Ce qui m’a plus dans ce livre, c’est encore la plume de Lionel-Edouard Martin que j’avais découverte avec « Nativité cinquante et quelques » qui se déroulait également dans ces années. « Mousseline et ses doubles » est plus ancré dans la réalité, mais la poésie est toujours aussi présente.
Les « héros » de Lionel-Edouard Martin ne sont pas causants, c’est le moins que l’on puisse dire, dur au travail qui permet de cacher les peines. Ils sont très attachants, humains, vrais, aimables. Marielle aura eu plusieurs « vies ». Malgré tous ces chagrins, elle fait face et garde toujours au fond d’elle-même cette petite flamme qui lui permet d’avancer et prendre sa petite part de bonheur
Son écriture ? Un mélange de classicisme et de modernité, et oui, pareil à ses personnages ! avec beaucoup de gourmandises dans les mots. Très évocatrice, sensible et poétique, elle suggère les odeurs, les images, comme ces cinéastes qui, pour évoquer une scène d’amour, vont nous montrer un arbre, le soleil ou que sais-je. Tout est dans l’évocation. Mais il sait aussi être le peintre impressionniste qui donne à voir la vie rurale et parisienne de cette époque.
Je m’étais régalée avec « Comment lutter contre le terrorisme islamiste dans la position du missionnaire » du même éditeur et noté d’autres ouvrages sur leur site pour une future lecture. Une maison d’édition indépendante qui joue la qualité des auteurs et des ouvrages.
Comme dans ces natures mortes où Chardin montre –exhibe– un lièvre tué, une raie, des huîtres ouvertes auxquelles donne un coup de patte friand la minette couleur écaille de tortue près de la cruche, du plateau, du canif, de la miche de pain. Elle me plait, cette manière de rassembler la vie, la mort dans un espace aussi limité.
Comme on dit par chez nous, c’est point écartable ! On n’a jamais vu personne se perdre dans Paris ! Sans compter qu’on ne va pas te manger : y a trop partout de bouftance pour que les gens s’entre-dévorent.
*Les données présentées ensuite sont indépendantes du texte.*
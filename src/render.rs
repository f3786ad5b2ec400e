use crate::footer::{Footer, compute_footers};
use crate::sheet::{Row, Sheet, cell_text};

/// Escape text for safe inclusion in HTML body or attribute positions.
pub fn escape_html(text: &str) -> String {
    let mut escaped = String::with_capacity(text.len());
    for c in text.chars() {
        match c {
            '&' => escaped.push_str("&amp;"),
            '<' => escaped.push_str("&lt;"),
            '>' => escaped.push_str("&gt;"),
            '"' => escaped.push_str("&quot;"),
            '\'' => escaped.push_str("&#39;"),
            _ => escaped.push(c),
        }
    }
    escaped
}

/// Form action URL for a sheet endpoint, e.g. `action(id, "/cells")`.
fn action(sheet_id: &str, tail: &str) -> String {
    format!("/sheet/{}{}", urlencoding::encode(sheet_id), tail)
}

/// Whether any cell of `row` under the given columns contains `needle`.
/// `needle` must already be lowercased; matching is case-insensitive.
fn row_matches(row: &Row, sheet: &Sheet, needle: &str) -> bool {
    sheet.columns.iter().any(|col| {
        row.get(&col.id)
            .map(|value| cell_text(value).to_lowercase().contains(needle))
            .unwrap_or(false)
    })
}

/// Render the full sheet page.
///
/// With a non-blank `search` term only matching rows are shown and the
/// footers are computed over those rows; otherwise the canonical page
/// renders every row.
///
/// # Arguments
/// * `sheet` - The sheet to render
/// * `search` - Raw `search_string` query value, if the request had one
///
/// # Returns
/// * `String` - Complete HTML document
pub fn render_page(sheet: &Sheet, search: Option<&str>) -> String {
    let term = search.map(str::trim).filter(|t| !t.is_empty());

    // 1) filter rows when searching
    let filtered: Option<Vec<Row>> = term.map(|t| {
        let needle = t.to_lowercase();
        sheet
            .rows
            .iter()
            .filter(|row| row_matches(row, sheet, &needle))
            .cloned()
            .collect()
    });
    let visible: &[Row] = filtered.as_deref().unwrap_or(&sheet.rows);

    // 2) footers reflect what is displayed
    let footers = compute_footers(&sheet.columns, visible);

    // 3) build the body and inject it into the page shell
    let mut body = String::new();
    body.push_str(&render_header(sheet, term));
    body.push_str(&render_table(sheet, visible, &footers));
    body.push_str(&render_actions(&sheet.id));

    include_str!("./static/sheet.html")
        .replace("<!-- page_title -->", &escape_html(&sheet.title))
        .replace("<!-- sheet_body -->", &body)
}

/// Title form plus the search form.
fn render_header(sheet: &Sheet, search: Option<&str>) -> String {
    let mut header = String::new();
    header.push_str("<header>\n");
    header.push_str(&format!(
        "  <form method=\"post\" action=\"{}\">\n    <h1><input type=\"text\" name=\"sheet_title\" value=\"{}\" title=\"Spreadsheet title\" aria-label=\"Spreadsheet title\"></h1>\n  </form>\n",
        action(&sheet.id, "/title"),
        escape_html(&sheet.title),
    ));
    header.push_str(&format!(
        "  <form method=\"get\" action=\"{}\">\n    <input type=\"text\" placeholder=\"Search\" name=\"search_string\" value=\"{}\" title=\"Search in spreadsheet\" aria-label=\"Search in spreadsheet\">\n  </form>\n",
        action(&sheet.id, ""),
        escape_html(search.unwrap_or("")),
    ));
    header.push_str("</header>\n");
    header
}

fn render_table(sheet: &Sheet, rows: &[Row], footers: &[Footer]) -> String {
    let mut table = String::new();
    table.push_str("<table>\n");

    // Header row: one rename form and one remove button per column, plus
    // an empty cell over the delete-row column.
    table.push_str("  <thead>\n    <tr>\n");
    for col in &sheet.columns {
        table.push_str(&format!(
            "      <th>\n        <form method=\"post\" action=\"{rename}\">\n          <input type=\"hidden\" name=\"col_id\" value=\"{id}\">\n          <input type=\"text\" name=\"column_name\" value=\"{name}\" title=\"Edit column name\" aria-label=\"Edit column name\">\n        </form>\n        <form method=\"post\" action=\"{delete}\">\n          <input type=\"hidden\" name=\"col_id\" value=\"{id}\">\n          <button class=\"tertiary small\" title=\"Remove column\" aria-label=\"Remove column\">x</button>\n        </form>\n      </th>\n",
            rename = action(&sheet.id, "/columns/rename"),
            delete = action(&sheet.id, "/columns/delete"),
            id = escape_html(&col.id),
            name = escape_html(&col.name),
        ));
    }
    table.push_str("      <th></th>\n    </tr>\n  </thead>\n");

    // Body: every visible cell is its own single-input form so plain
    // enter-to-submit works without any client script.
    table.push_str("  <tbody>\n");
    for row in rows {
        table.push_str("    <tr>\n");
        for col in &sheet.columns {
            let value = row.get(&col.id).map(cell_text).unwrap_or_default();
            table.push_str(&format!(
                "      <td>\n        <form method=\"post\" action=\"{cells}\">\n          <input type=\"hidden\" name=\"row_id\" value=\"{row_id}\">\n          <input type=\"hidden\" name=\"col_id\" value=\"{col_id}\">\n          <input type=\"text\" name=\"cell_value\" value=\"{value}\" title=\"Edit cell value\" aria-label=\"Edit cell value\">\n        </form>\n      </td>\n",
                cells = action(&sheet.id, "/cells"),
                row_id = escape_html(&row.id),
                col_id = escape_html(&col.id),
                value = escape_html(&value),
            ));
        }
        table.push_str(&format!(
            "      <td>\n        <form method=\"post\" action=\"{delete}\">\n          <input type=\"hidden\" name=\"row_id\" value=\"{row_id}\">\n          <button class=\"small\" title=\"Delete row\" aria-label=\"Delete row\">x</button>\n        </form>\n      </td>\n    </tr>\n",
            delete = action(&sheet.id, "/rows/delete"),
            row_id = escape_html(&row.id),
        ));
    }
    table.push_str("  </tbody>\n");

    // Footer row: sum or count per column.
    table.push_str("  <tfoot>\n    <tr>\n");
    for footer in footers {
        table.push_str(&format!(
            "      <td><em>{}: </em><span>{}</span></td>\n",
            footer.kind.label(),
            footer.kind.display_value(),
        ));
    }
    table.push_str("      <td></td>\n    </tr>\n  </tfoot>\n</table>\n");

    table
}

fn render_actions(sheet_id: &str) -> String {
    format!(
        "<div>\n  <form method=\"post\" action=\"{rows}\">\n    <button title=\"Add row\" aria-label=\"add row\">Add row</button>\n  </form>\n  <form method=\"post\" action=\"{columns}\">\n    <button title=\"Add column\" aria-label=\"add column\">Add column</button>\n  </form>\n</div>\n",
        rows = action(sheet_id, "/rows"),
        columns = action(sheet_id, "/columns"),
    )
}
Fais-moi juste confiance : je ne te trahirai pas sur le fond. Mais la forme demande parfois des fantaisies de compositeur.
C’était même bien facile de circuler dans ces galeries souterraines avec les autres courtilières et les mulots (en parlant du métro)
Ainsi va la mort, et les morts poussent les morts envieux de leur place.
Ici, l’automne, passée la Saint-Martin, ce sont des pluies interminables et continuelles, où les herbages reverdissent malgré la clarté faible, embrumée de stratocumulus dont le pis touche la terre comme celui des vaches au retour des pâtures, et dépose des impressions laiteuses aux branches des arbres hauts, ponctuées encore de feuilles mortes, et noires, et gluantes, où s’exprime cette pourriture dont s’empreint le pays jusqu’en mars.
Il était lourd, dans le fossé, à trois cents mètres du véhicule. Lourd de toute sa densité d’homme mort.
Et toi marmoréenne.
« Ni crier, ni pleurer, le ventre dur.
« Agenouillée près de lui.
« Il était sur le dos, je lui embrassais le visage, l’appelais « Mon petit », éclatant de rire, puis sombrant.
« C’était rien, c’était rien.
« J’ai tenté de le prendre dans mes bras, de le bercer.
« Mais il était trop lourd dans son fossé. Trop lourd de tout son poids d’enfant.